Data records:
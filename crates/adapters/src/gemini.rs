// SPDX-License-Identifier: BUSL-1.1
// Copyright (c) 2026 Alfred Jean LLC

//! Adapter for the Gemini CLI (`gemini`).
//!
//! Dialect: `type:"init"` carries the `session_id`; `type:"message"` with
//! `role:"assistant"` carries streamed text (preferring `delta`, falling
//! back to generic extraction); `type:"result"` with a string `status`
//! marks completion. A run without a result event did not complete, no
//! matter what the exit code says.
//!
//! This is the only adapter with an automatic retry: exactly one, on a
//! nonzero exit whose combined output looks like a transient provider
//! hiccup (quota / rate-limit wording).

use crate::adapter::{AdapterFailure, RunInput, RunReport, ToolAdapter};
use crate::process::{run_streaming, Capture, ProcessError, SpawnSpec};
use crate::progress::{emit_progress, ProgressEvent, ProgressSink};
use crate::stream::{extract_text, looks_like_json_object, top_level_str, TextAccumulator};
use async_trait::async_trait;
use relay_core::{ErrorCode, Tool};
use serde_json::Value;
use std::collections::HashMap;
use tracing::info;

/// Lowercased substrings that mark a failure as worth one retry.
const TRANSIENT_HINTS: [&str; 5] = [
    "quota",
    "retry",
    "rate limit",
    "429",
    "temporarily unavailable",
];

/// Adapter for Gemini.
#[derive(Debug, Clone)]
pub struct GeminiAdapter {
    program: String,
}

impl Default for GeminiAdapter {
    fn default() -> Self {
        Self::new()
    }
}

impl GeminiAdapter {
    pub fn new() -> Self {
        Self {
            program: "gemini".to_string(),
        }
    }

    /// Override the binary (tests point this at a stub).
    pub fn with_program(program: impl Into<String>) -> Self {
        Self {
            program: program.into(),
        }
    }

    fn build_args(&self, input: &RunInput) -> Vec<String> {
        let mut args = vec![
            "-p".to_string(),
            input.prompt.clone(),
            "--output-format".to_string(),
            "stream-json".to_string(),
        ];
        if let Some(key) = &input.resume_key {
            args.push("--resume".to_string());
            args.push(key.clone());
        }
        args.extend(input.extra_args.iter().cloned());
        args
    }
}

/// Live progress emission for one parsed event.
fn emit_live(value: &Value, sink: Option<&ProgressSink>) {
    if top_level_str(value, "type") != Some("message")
        || top_level_str(value, "role") != Some("assistant")
    {
        return;
    }
    let text = match top_level_str(value, "delta") {
        Some(delta) => Some(delta.to_string()),
        None => extract_text(value),
    };
    if let Some(text) = text {
        emit_progress(sink, ProgressEvent::text(text));
    }
}

struct Collected {
    assistant_text: String,
    session_id: Option<String>,
    result_status: Option<String>,
    /// Lines that parsed as dialect events.
    stdout_lines: Vec<String>,
    /// Everything else, verbatim. Disjoint from `stdout_lines`.
    diagnostics: Vec<String>,
}

/// Post-run pass: session key, streamed text, completion status.
fn collect(captured: &[String]) -> Collected {
    let mut acc = TextAccumulator::new();
    let mut session_id: Option<String> = None;
    let mut result_status: Option<String> = None;
    let mut stdout_lines = Vec::new();
    let mut diagnostics = Vec::new();

    for line in captured {
        if !looks_like_json_object(line) {
            diagnostics.push(line.clone());
            continue;
        }
        let value: Value = match serde_json::from_str(line.trim()) {
            Ok(v) => v,
            Err(_) => {
                diagnostics.push(line.clone());
                continue;
            }
        };
        stdout_lines.push(line.clone());

        match top_level_str(&value, "type") {
            Some("init") => {
                if let Some(sid) = top_level_str(&value, "session_id") {
                    session_id = Some(sid.to_string());
                }
            }
            Some("message") if top_level_str(&value, "role") == Some("assistant") => {
                let text = match top_level_str(&value, "delta") {
                    Some(delta) => Some(delta.to_string()),
                    None => extract_text(&value),
                };
                if let Some(text) = text {
                    acc.push(&text);
                }
            }
            Some("result") => {
                if let Some(status) = top_level_str(&value, "status") {
                    result_status = Some(status.to_string());
                }
            }
            _ => {}
        }
    }

    Collected {
        // Streamed deltas are fragments of one message; concatenate directly.
        assistant_text: acc.join(""),
        session_id,
        result_status,
        stdout_lines,
        diagnostics,
    }
}

/// Does the combined output read like a transient provider failure?
fn looks_transient(capture: &Capture) -> bool {
    let combined = capture
        .stdout_lines
        .iter()
        .chain(capture.stderr_lines.iter())
        .map(String::as_str)
        .collect::<Vec<_>>()
        .join("\n")
        .to_lowercase();
    TRANSIENT_HINTS.iter().any(|hint| combined.contains(hint))
}

enum Attempt {
    Captured(Capture),
    SpawnFailed(ProcessError),
}

impl GeminiAdapter {
    async fn attempt(&self, input: &RunInput) -> Attempt {
        let spec = SpawnSpec {
            program: self.program.clone(),
            args: self.build_args(input),
            cwd: input.cwd.clone(),
            timeout: input.timeout,
        };
        let sink = input.on_progress.clone();
        match run_streaming(&spec, |line| {
            if looks_like_json_object(line) {
                if let Ok(value) = serde_json::from_str::<Value>(line.trim()) {
                    emit_live(&value, sink.as_ref());
                }
            }
        })
        .await
        {
            Ok(capture) => Attempt::Captured(capture),
            Err(e) => Attempt::SpawnFailed(e),
        }
    }
}

#[async_trait]
impl ToolAdapter for GeminiAdapter {
    fn tool(&self) -> Tool {
        Tool::Gemini
    }

    async fn run(&self, input: RunInput) -> RunReport {
        let mut capture = match self.attempt(&input).await {
            Attempt::Captured(capture) => capture,
            Attempt::SpawnFailed(e) => {
                return RunReport {
                    error: Some(AdapterFailure::new(ErrorCode::CliExitNonzero, e.to_string())),
                    ..Default::default()
                }
            }
        };

        // One retry, from scratch with the same argv, on a transient-looking
        // nonzero exit. The retry count is not user-visible.
        if !capture.timed_out && !capture.success() && looks_transient(&capture) {
            info!(tool = %self.tool(), "transient failure hint; retrying once");
            capture = match self.attempt(&input).await {
                Attempt::Captured(second) => second,
                Attempt::SpawnFailed(e) => {
                    return RunReport {
                        error: Some(AdapterFailure::new(ErrorCode::CliExitNonzero, e.to_string())),
                        ..Default::default()
                    }
                }
            };
        }

        let collected = collect(&capture.stdout_lines);
        let mut adapter_state = HashMap::new();
        if let Some(sid) = &collected.session_id {
            adapter_state.insert("session_id".to_string(), sid.clone());
        }

        let error = if capture.timed_out {
            Some(AdapterFailure::new(
                ErrorCode::CliTimeout,
                format!("timed out after {}s", input.timeout.as_secs()),
            ))
        } else if collected.result_status.is_none() {
            // A run without a result event did not complete, whatever the
            // exit code claims.
            Some(AdapterFailure::new(
                ErrorCode::AdapterMissingResult,
                "stream ended without a result event",
            ))
        } else if !capture.success() {
            Some(AdapterFailure::new(
                ErrorCode::CliExitNonzero,
                match capture.exit_code() {
                    Some(code) => format!("exit code: {code}"),
                    None => "terminated by signal".to_string(),
                },
            ))
        } else if collected.result_status.as_deref() != Some("success") {
            Some(AdapterFailure::new(
                ErrorCode::CliExitNonzero,
                format!(
                    "result status: {}",
                    collected.result_status.as_deref().unwrap_or("unknown")
                ),
            ))
        } else if collected.session_id.is_none() {
            Some(AdapterFailure::new(
                ErrorCode::AdapterSessionKeyMissing,
                "no session_id observed in output stream",
            ))
        } else {
            None
        };

        RunReport {
            ok: error.is_none(),
            assistant_text: collected.assistant_text,
            adapter_state,
            diagnostic_logs: collected.diagnostics,
            stdout_lines: collected.stdout_lines,
            stderr_lines: capture.stderr_lines,
            error,
        }
    }
}

#[cfg(test)]
#[path = "gemini_tests.rs"]
mod tests;
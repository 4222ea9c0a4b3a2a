// SPDX-License-Identifier: BUSL-1.1
// Copyright (c) 2026 Alfred Jean LLC

//! Adapter for the Codex CLI (`codex exec`).
//!
//! Dialect: item envelopes, `type:"item.started"` / `type:"item.completed"`
//! with a nested `item` whose own `type` distinguishes agent messages,
//! reasoning, and command executions. The resume key is a `thread_id`,
//! either from an explicit `thread.started` event or any event carrying
//! one (last observed wins).

use crate::adapter::{AdapterFailure, RunInput, RunReport, ToolAdapter};
use crate::process::{run_streaming, SpawnSpec};
use crate::progress::{emit_progress, ActivityKind, ProgressEvent, ProgressSink};
use crate::stream::{looks_like_json_object, top_level_str, TextAccumulator};
use async_trait::async_trait;
use relay_core::{ErrorCode, Tool};
use serde_json::Value;
use std::collections::HashMap;

/// Adapter for Codex.
#[derive(Debug, Clone)]
pub struct CodexAdapter {
    program: String,
}

impl Default for CodexAdapter {
    fn default() -> Self {
        Self::new()
    }
}

impl CodexAdapter {
    pub fn new() -> Self {
        Self {
            program: "codex".to_string(),
        }
    }

    /// Override the binary (tests point this at a stub).
    pub fn with_program(program: impl Into<String>) -> Self {
        Self {
            program: program.into(),
        }
    }

    fn build_args(&self, input: &RunInput) -> Vec<String> {
        let mut args = vec![
            "exec".to_string(),
            "--dangerously-bypass-approvals-and-sandbox".to_string(),
        ];
        if let Some(key) = &input.resume_key {
            args.push("resume".to_string());
            args.push(key.clone());
        }
        args.push("--json".to_string());
        args.extend(input.extra_args.iter().cloned());
        args.push(input.prompt.clone());
        args
    }
}

/// Activity label for a command execution.
///
/// Shell wrappers collapse to "bash"; otherwise the basename of the first
/// token; "tool" when the command string is empty.
fn command_label(command: &str) -> String {
    if command.contains("/bin/zsh") || command.contains("/bin/bash") {
        return "bash".to_string();
    }
    command
        .split_whitespace()
        .next()
        .map(|token| token.rsplit('/').next().unwrap_or(token).to_string())
        .filter(|label| !label.is_empty())
        .unwrap_or_else(|| "tool".to_string())
}

/// Live progress emission for one parsed event.
fn emit_live(value: &Value, sink: Option<&ProgressSink>) {
    if !matches!(
        top_level_str(value, "type"),
        Some("item.started") | Some("item.completed")
    ) {
        return;
    }
    let Some(item) = value.get("item") else {
        return;
    };
    match top_level_str(item, "type") {
        Some("agent_message") => {
            if let Some(text) = top_level_str(item, "text") {
                emit_progress(sink, ProgressEvent::text(text));
            }
        }
        Some("reasoning") => {
            emit_progress(
                sink,
                ProgressEvent::activity(ActivityKind::Thinking, "reasoning"),
            );
        }
        Some("command_execution") => {
            let label = command_label(top_level_str(item, "command").unwrap_or(""));
            emit_progress(sink, ProgressEvent::activity(ActivityKind::Tool, label));
        }
        _ => {}
    }
}

struct Collected {
    assistant_text: String,
    thread_id: Option<String>,
    /// Lines that parsed as dialect events.
    stdout_lines: Vec<String>,
    /// Everything else, verbatim. Disjoint from `stdout_lines`.
    diagnostics: Vec<String>,
}

/// Post-run pass: thread key + agent messages in document order.
fn collect(captured: &[String]) -> Collected {
    let mut acc = TextAccumulator::new();
    let mut thread_id: Option<String> = None;
    let mut stdout_lines = Vec::new();
    let mut diagnostics = Vec::new();

    for line in captured {
        if !looks_like_json_object(line) {
            diagnostics.push(line.clone());
            continue;
        }
        let value: Value = match serde_json::from_str(line.trim()) {
            Ok(v) => v,
            Err(_) => {
                diagnostics.push(line.clone());
                continue;
            }
        };
        stdout_lines.push(line.clone());

        // Covers both {"type":"thread.started","thread_id":...} and any
        // other event carrying a thread_id.
        if let Some(tid) = top_level_str(&value, "thread_id") {
            thread_id = Some(tid.to_string());
        }

        if matches!(
            top_level_str(&value, "type"),
            Some("item.started") | Some("item.completed")
        ) {
            if let Some(item) = value.get("item") {
                if top_level_str(item, "type") == Some("agent_message") {
                    if let Some(text) = top_level_str(item, "text") {
                        acc.push(text);
                    }
                }
            }
        }
    }

    Collected {
        assistant_text: acc.join("\n"),
        thread_id,
        stdout_lines,
        diagnostics,
    }
}

#[async_trait]
impl ToolAdapter for CodexAdapter {
    fn tool(&self) -> Tool {
        Tool::Codex
    }

    async fn run(&self, input: RunInput) -> RunReport {
        let spec = SpawnSpec {
            program: self.program.clone(),
            args: self.build_args(&input),
            cwd: input.cwd.clone(),
            timeout: input.timeout,
        };

        let sink = input.on_progress.clone();
        let capture = match run_streaming(&spec, |line| {
            if looks_like_json_object(line) {
                if let Ok(value) = serde_json::from_str::<Value>(line.trim()) {
                    emit_live(&value, sink.as_ref());
                }
            }
        })
        .await
        {
            Ok(capture) => capture,
            Err(e) => {
                return RunReport {
                    error: Some(AdapterFailure::new(ErrorCode::CliExitNonzero, e.to_string())),
                    ..Default::default()
                }
            }
        };

        let collected = collect(&capture.stdout_lines);
        let mut adapter_state = HashMap::new();
        if let Some(tid) = &collected.thread_id {
            adapter_state.insert("thread_id".to_string(), tid.clone());
        }

        let error = if capture.timed_out {
            Some(AdapterFailure::new(
                ErrorCode::CliTimeout,
                format!("timed out after {}s", input.timeout.as_secs()),
            ))
        } else if !capture.success() {
            Some(AdapterFailure::new(
                ErrorCode::CliExitNonzero,
                match capture.exit_code() {
                    Some(code) => format!("exit code: {code}"),
                    None => "terminated by signal".to_string(),
                },
            ))
        } else if collected.thread_id.is_none() {
            Some(AdapterFailure::new(
                ErrorCode::AdapterSessionKeyMissing,
                "no thread_id observed in output stream",
            ))
        } else {
            None
        };

        RunReport {
            ok: error.is_none(),
            assistant_text: collected.assistant_text,
            adapter_state,
            diagnostic_logs: collected.diagnostics,
            stdout_lines: collected.stdout_lines,
            stderr_lines: capture.stderr_lines,
            error,
        }
    }
}

#[cfg(test)]
#[path = "codex_tests.rs"]
mod tests;
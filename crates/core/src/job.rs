// SPDX-License-Identifier: BUSL-1.1
// Copyright (c) 2026 Alfred Jean LLC

//! Job record and state machine.
//!
//! A job is one enqueued prompt plus its execution outcome. Jobs move one
//! way through the state machine and are never mutated retroactively; a
//! retry creates a fresh job with `attempt + 1`.

use crate::constants::MAX_RESULT_EXCERPT_CHARS;
use crate::error::ErrorCode;
use crate::session::{MessageId, ThreadId};
use crate::tool::Tool;
use chrono::{DateTime, Utc};
use serde::{Deserialize, Serialize};
use std::fmt;

crate::define_id! {
    /// Unique identifier for a job.
    pub struct JobId;
}

/// Job lifecycle state.
///
/// ```text
/// queued ──▶ running ──▶ success
///                 ╰─────▶ failed
///                 ╰─────▶ unknown_after_crash   (crash recovery only)
/// ```
#[derive(Debug, Clone, Copy, PartialEq, Eq, Serialize, Deserialize)]
#[serde(rename_all = "snake_case")]
pub enum JobState {
    Queued,
    Running,
    Success,
    Failed,
    UnknownAfterCrash,
}

impl JobState {
    pub fn is_terminal(&self) -> bool {
        matches!(
            self,
            JobState::Success | JobState::Failed | JobState::UnknownAfterCrash
        )
    }

    /// Only failed and crash-orphaned jobs may be retried.
    pub fn is_retryable(&self) -> bool {
        matches!(self, JobState::Failed | JobState::UnknownAfterCrash)
    }
}

impl fmt::Display for JobState {
    fn fmt(&self, f: &mut fmt::Formatter<'_>) -> fmt::Result {
        match self {
            JobState::Queued => write!(f, "queued"),
            JobState::Running => write!(f, "running"),
            JobState::Success => write!(f, "success"),
            JobState::Failed => write!(f, "failed"),
            JobState::UnknownAfterCrash => write!(f, "unknown_after_crash"),
        }
    }
}

/// One enqueued prompt and its outcome.
#[derive(Debug, Clone, PartialEq, Eq, Serialize, Deserialize)]
pub struct Job {
    pub job_id: JobId,
    pub thread_id: ThreadId,
    /// Source message that enqueued this job. Retries use the synthetic
    /// `retry:<old_job>:<new_job>` form to keep the dedup key unique.
    pub discord_message_id: MessageId,
    pub state: JobState,
    pub prompt: String,
    /// Frozen at enqueue; a later tool switch does not touch this job.
    pub tool: Tool,
    /// 1 for the original enqueue, incremented by each retry.
    pub attempt: u32,
    pub error_code: Option<ErrorCode>,
    pub error_message: Option<String>,
    pub started_at: Option<DateTime<Utc>>,
    pub finished_at: Option<DateTime<Utc>>,
    /// First characters of the final assistant text.
    pub result_excerpt: Option<String>,
}

impl Job {
    pub fn new(
        job_id: JobId,
        thread_id: ThreadId,
        discord_message_id: MessageId,
        prompt: impl Into<String>,
        tool: Tool,
        attempt: u32,
    ) -> Self {
        Self {
            job_id,
            thread_id,
            discord_message_id,
            state: JobState::Queued,
            prompt: prompt.into(),
            tool,
            attempt,
            error_code: None,
            error_message: None,
            started_at: None,
            finished_at: None,
            result_excerpt: None,
        }
    }
}

/// Truncate assistant text to the stored excerpt length, on a char boundary.
pub fn excerpt(text: &str) -> String {
    text.chars().take(MAX_RESULT_EXCERPT_CHARS).collect()
}

#[cfg(test)]
#[path = "job_tests.rs"]
mod tests;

◆ WORK ITEM:
The line containing "(quota / rate-limit wording)." marks the end: copy exactly every line from the top of the data above down to it, that line included.

◆ RESULT:
filename crates/adapters/src/gemini.rs
// SPDX-License-Identifier: BUSL-1.1
// Copyright (c) 2026 Alfred Jean LLC

//! Adapter for the Gemini CLI (`gemini`).
//!
//! Dialect: `type:"init"` carries the `session_id`; `type:"message"` with
//! `role:"assistant"` carries streamed text (preferring `delta`, falling
//! back to generic extraction); `type:"result"` with a string `status`
//! marks completion. A run without a result event did not complete, no
//! matter what the exit code says.
//!
//! This is the only adapter with an automatic retry: exactly one, on a
//! nonzero exit whose combined output looks like a transient provider
//! hiccup (quota / rate-limit wording).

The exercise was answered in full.